→ WHAT YOU SHOULD DO:
In full and without alteration, print the entries that follow.

*** Block opens ***

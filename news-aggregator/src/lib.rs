pub mod types;
pub mod sources;
pub mod traits;
pub mod fetcher;
pub mod parser;
pub mod sentiment;
pub mod enrichment;
pub mod dedup;
pub mod ranking;
pub mod aggregation;
pub mod cache;
pub mod mirror;
pub mod pipeline;
pub mod scheduler;
pub mod config;

pub use types::*;
pub use sources::{FeedSource, RssPuller, SourceRegistry};
pub use traits::{PullFeed, SentimentModel, SnapshotMirror};
pub use fetcher::Fetcher;
pub use parser::FeedParser;
pub use sentiment::LexiconSentiment;
pub use enrichment::{CategoryTable, Enricher};
pub use cache::{CachePublisher, CacheSnapshot, CycleOutput, SharedCache};
pub use mirror::PgSnapshotMirror;
pub use pipeline::{CycleReport, IngestionPipeline};
pub use scheduler::{Scheduler, SchedulerState};
pub use config::{AggregatorConfig, Cli};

*** Block closes ***

→ PROBLEM SOLUTION:
filename news-aggregator/src/lib.rs
pub mod types;
pub mod sources;
pub mod traits;
pub mod fetcher;
pub mod parser;
pub mod sentiment;
pub mod enrichment;
pub mod dedup;
pub mod ranking;
pub mod aggregation;
pub mod cache;
pub mod mirror;
pub mod pipeline;
pub mod scheduler;
pub mod config;

pub use types::*;
pub use sources::{FeedSource, RssPuller, SourceRegistry};
pub use traits::{PullFeed, SentimentModel, SnapshotMirror};
pub use fetcher::Fetcher;
pub use parser::FeedParser;
pub use sentiment::LexiconSentiment;
pub use enrichment::{CategoryTable, Enricher};
pub use cache::{CachePublisher, CacheSnapshot, CycleOutput, SharedCache};
pub use mirror::PgSnapshotMirror;
pub use pipeline::{CycleReport, IngestionPipeline};
pub use scheduler::{Scheduler, SchedulerState};
pub use config::{AggregatorConfig, Cli};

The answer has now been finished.